Nobody used it before. Even the about page says: "SQLite is an embedded SQL database engine."
"serverless" is a marketing term, then and now. Not sure why there's such a big defense of it. If you have to argue this much over the provenance of a term that clearly isn't used the same way today then it's a good sign that it's not very useful.
The archive.org links already provided to you prove that you're flat wrong about that. SQLite used the term many years before it was a webshit buzzword. They used it in the intuitive straight forward english sense; somebody who has no hat is hatless, somebody who has no home is homeless, and a database system that has no server process is serverless. In 2007 when it was written, nobody would have batted at eye at this term, the meaning would have been immediately clear to anybody who had any familiarity with databases.
Just because a single page on the internet used it does not mean the term was used in the industry. It also doesn't matter if it technically makes sense, although it's a stretch (because there is a server process, you just share it).
It's a marketing term, and a poor one at that. That's why SQLite even describes itself as a embedded, in-process database without client/server architecture. Because that's the common jargon.
I'm surprised at the endless defense of a marketing buzzword and the argument over which marketing definition is the "real" one. This is bikeshedding at its finest.

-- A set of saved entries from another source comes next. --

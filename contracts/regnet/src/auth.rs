//! Organization guard.
//!
//! Caller identity verification and organizational membership live
//! outside the core: the runtime hands us a verified caller account,
//! and the contract boundary resolves it to an [`Organization`] tag.
//! Workflows only ever see the closed enum.

use near_sdk::near;

use crate::errors::RegnetError;

#[near(serializers = [json])]
#[serde(rename_all = "lowercase")]
#[derive(Clone, Copy, Debug, PartialEq, Eq)]
pub enum Organization {
    Users,
    Registrar,
}

impl std::fmt::Display for Organization {
    fn fmt(&self, f: &mut std::fmt::Formatter<'_>) -> std::fmt::Result {
        f.write_str(match self {
            Self::Users => "users",
            Self::Registrar => "registrar",
        })
    }
}

/// Applied at the start of every mutating workflow, before any read or
/// write.
pub(crate) fn require_org(
    caller_org: Organization,
    expected: Organization,
) -> Result<(), RegnetError> {
    if caller_org != expected {
        return Err(RegnetError::wrong_organization(expected));
    }
    Ok(())
}
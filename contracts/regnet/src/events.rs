use near_sdk::json_types::U128;
use near_sdk::{near, AccountId};

use crate::models::{PropertyStatus, UserKey};

#[near(event_json(standard = "nep297"))]
pub enum RegnetEvent {
    #[event_version("1.0.0")]
    UserRegistrationRequested { name: String, national_id: String, requested_by: AccountId },
    #[event_version("1.0.0")]
    UserApproved { name: String, national_id: String, approved_by: AccountId },
    #[event_version("1.0.0")]
    AccountRecharged { name: String, national_id: String, amount: U128, balance: U128 },
    #[event_version("1.0.0")]
    PropertyRegistrationRequested { property_id: String, owner: UserKey, requested_by: AccountId },
    #[event_version("1.0.0")]
    PropertyApproved { property_id: String, owner: UserKey, approved_by: AccountId },
    #[event_version("1.0.0")]
    PropertyStatusUpdated { property_id: String, status: PropertyStatus },
    #[event_version("1.0.0")]
    PropertyPurchased { property_id: String, seller: UserKey, buyer: UserKey, price: U128 },
}
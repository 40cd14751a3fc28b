//! Typed repositories over the keyed record store.

use std::marker::PhantomData;

use crate::errors::RegnetError;
use crate::models::LedgerRecord;
use crate::store::{self, LedgerKey};

/// One repository per entity type, scoped to `T::NAMESPACE`.
///
/// `add` and `update` are both storage-level upserts; the distinction
/// is enforced by the workflows, which check existence before either
/// is invoked, never here.
pub(crate) struct Repository<T: LedgerRecord> {
    _marker: PhantomData<T>,
}

impl<T: LedgerRecord> Repository<T> {
    pub fn new() -> Self {
        Self {
            _marker: PhantomData,
        }
    }

    /// `Ok(None)` when no record exists under `model_key`. `Err` only
    /// for a record that exists but cannot be decoded — absence and
    /// storage corruption are never conflated.
    pub fn get(&self, model_key: &str) -> Result<Option<T>, RegnetError> {
        let key = LedgerKey::new(T::NAMESPACE, model_key);
        match store::read(&key) {
            Some(bytes) => Ok(Some(T::decode(&bytes)?)),
            None => Ok(None),
        }
    }

    pub fn add(&self, record: &T) -> Result<(), RegnetError> {
        store::write(&record.ledger_key(), &record.encode()?);
        Ok(())
    }

    pub fn update(&self, record: &T) -> Result<(), RegnetError> {
        store::write(&record.ledger_key(), &record.encode()?);
        Ok(())
    }
}
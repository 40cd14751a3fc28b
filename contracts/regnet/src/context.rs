//! Request-scoped operation context.

use near_sdk::AccountId;

use crate::auth::Organization;
use crate::models::{
    PropertyAsset, PropertyRegistrationRequest, UserAccount, UserRegistrationRequest,
};
use crate::repository::Repository;

/// Everything a workflow needs for one invocation: the four typed
/// repositories plus the verified caller identity, its organization,
/// and the invocation timestamp. Built fresh per call; holds no state
/// across invocations.
pub(crate) struct OpContext {
    pub caller: AccountId,
    pub caller_org: Organization,
    /// Milliseconds since epoch for this invocation.
    pub now_ms: u64,
    pub users: Repository<UserAccount>,
    pub user_requests: Repository<UserRegistrationRequest>,
    pub properties: Repository<PropertyAsset>,
    pub property_requests: Repository<PropertyRegistrationRequest>,
}

impl OpContext {
    pub fn new(caller: AccountId, caller_org: Organization, now_ms: u64) -> Self {
        Self {
            caller,
            caller_org,
            now_ms,
            users: Repository::new(),
            user_requests: Repository::new(),
            properties: Repository::new(),
            property_requests: Repository::new(),
        }
    }
}
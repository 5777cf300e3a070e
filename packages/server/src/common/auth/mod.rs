//! Authorization primitives for the recruitment platform.
//!
//! Workflow operations receive a `RequestContext` carrying the actor's
//! identity and a `CapabilitySet` resolved once from the role ledger:
//!
//! ```ignore
//! let caps = accounts::actions::capabilities_of(user_id, &deps.db_pool).await?;
//! let ctx = RequestContext::new(user_id, caps);
//! ctx.require(RoleKind::Employer)?;
//! ```
//!
//! Ownership checks (owning employer, message sender, notification
//! recipient) happen in the action layer against the loaded entity, before
//! the state-machine check runs.
mod capability;
mod context;

pub use capability::{CapabilitySet, RoleKind};
pub use context::RequestContext;
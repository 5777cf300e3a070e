//! Role request action - creates or returns the role grant for a user.

use sqlx::PgPool;
use tracing::info;

use crate::common::{DomainResult, RoleKind, UserId};
use crate::domains::accounts::models::RoleGrant;

/// Request a role for a user.
///
/// Idempotent: if a grant for (user, role) already exists it is returned
/// unchanged, whatever its approval state. Self-approving roles (job seeker)
/// come back approved immediately; everything else waits for an admin.
pub async fn request_role(
    user_id: UserId,
    kind: RoleKind,
    pool: &PgPool,
) -> DomainResult<RoleGrant> {
    let grant = RoleGrant::upsert_request(user_id, kind, kind.is_self_approving(), pool).await?;

    info!(
        user_id = %user_id,
        role = %kind,
        approved = grant.approved,
        "Role grant requested"
    );

    Ok(grant)
}
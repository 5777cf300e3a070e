//! Role ledger, active-role selection and the admin approval workflow.

pub mod actions;
pub mod models;
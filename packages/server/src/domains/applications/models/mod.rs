mod application;
mod interview;

pub use application::Application;
pub use interview::{generate_meeting_ref, Interview};
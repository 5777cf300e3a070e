use chrono::{DateTime, Utc};
use sqlx::{PgExecutor, Postgres, Transaction};

use crate::common::{ConversationId, UserId};

/// Conversation model - one row per participant pair.
///
/// The pair is stored normalized (participant_a < participant_b by uuid
/// order) so the unique key maps any two users to exactly one conversation.
#[derive(sqlx::FromRow, Debug, Clone)]
pub struct Conversation {
    pub id: ConversationId,
    pub participant_a: UserId,
    pub participant_b: UserId,
    pub last_message_at: DateTime<Utc>,
    pub created_at: DateTime<Utc>,
}

impl Conversation {
    /// Normalize a participant pair into storage order.
    pub fn normalize_pair(x: UserId, y: UserId) -> (UserId, UserId) {
        if x < y {
            (x, y)
        } else {
            (y, x)
        }
    }

    pub fn involves(&self, user: UserId) -> bool {
        self.participant_a == user || self.participant_b == user
    }

    /// The participant that is not `user`.
    pub fn other_participant(&self, user: UserId) -> UserId {
        if self.participant_a == user {
            self.participant_b
        } else {
            self.participant_a
        }
    }

    /// Find the conversation for a pair, creating it if absent.
    pub async fn find_or_create(
        x: UserId,
        y: UserId,
        tx: &mut Transaction<'_, Postgres>,
    ) -> sqlx::Result<Self> {
        let (a, b) = Self::normalize_pair(x, y);

        let existing = sqlx::query_as::<_, Self>(
            "SELECT * FROM conversations WHERE participant_a = $1 AND participant_b = $2",
        )
        .bind(a)
        .bind(b)
        .fetch_optional(&mut **tx)
        .await?;

        if let Some(conversation) = existing {
            return Ok(conversation);
        }

        sqlx::query_as::<_, Self>(
            "INSERT INTO conversations (id, participant_a, participant_b)
             VALUES ($1, $2, $3)
             ON CONFLICT (participant_a, participant_b) DO UPDATE SET participant_a = EXCLUDED.participant_a
             RETURNING *",
        )
        .bind(ConversationId::new())
        .bind(a)
        .bind(b)
        .fetch_one(&mut **tx)
        .await
    }

    pub async fn find_by_id<'e>(
        id: ConversationId,
        executor: impl PgExecutor<'e>,
    ) -> sqlx::Result<Option<Self>> {
        sqlx::query_as::<_, Self>("SELECT * FROM conversations WHERE id = $1")
            .bind(id)
            .fetch_optional(executor)
            .await
    }

    /// Bump the last-activity timestamp to a message's sent_at.
    pub async fn touch(
        id: ConversationId,
        at: DateTime<Utc>,
        tx: &mut Transaction<'_, Postgres>,
    ) -> sqlx::Result<()> {
        sqlx::query(
            "UPDATE conversations SET last_message_at = GREATEST(last_message_at, $2) WHERE id = $1",
        )
        .bind(id)
        .bind(at)
        .execute(&mut **tx)
        .await?;
        Ok(())
    }
}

Nobody was saying it was a buzzword in the industry back then (actually...[1]). It was being used as a normal English word, not some misleading marketing drivel like the new use of the term. Somebody who has no shirt is shirtless. An MRE heater that doesn't catch fire is flameless. Somebody who isn't witty is witless. Somebody who doesn't have a clue is clueless.
Are you starting to notice the pattern here? "less" is a suffix that can be applied to nearly any noun to describe the trait of lacking that noun. When this is done, the meaning is clear to native English speakers who've never heard that combination before. When this article was written in 2007, the meaning was clear. SQLite didn't muddy anything, didn't redefine anything.
[1] The term 'serverless' was in fact in use in the decade and a half prior to 2007: https://books.google.com/ngrams/graph?content=serverless&yea... I don't know if the term was being used primarily in a technical context, but I have little doubt the term was being used to describe something that did not have a server. In fact I'm just about certain that spike was the term being used in a tech context. I've found you an example of the term being used in 1995 (DOI 10.1145/224057.224066):
> A serverless network file system distributes storage, cache, and control over cooperating workstations. This approach contrasts with traditional file systems such as Netware, NFS, [...] where a central server machine provides all file system services.
This is not precisely the same way that SQLite has used the term. Rather, they're using the term in an intuitive natural way that fits their context, just as SQLite used it in 2007.
Here is an example from 2007 (DOI: 10.1109/TNET.2006.886289):
> Abstract—We explore exploits possible for cheating in real-time, multiplayer games for both client-server and serverless architectures.
Here we have the term "serverless" clearly being contrasted with "client-server", which seems very similar to the way in which that SQLite document used it.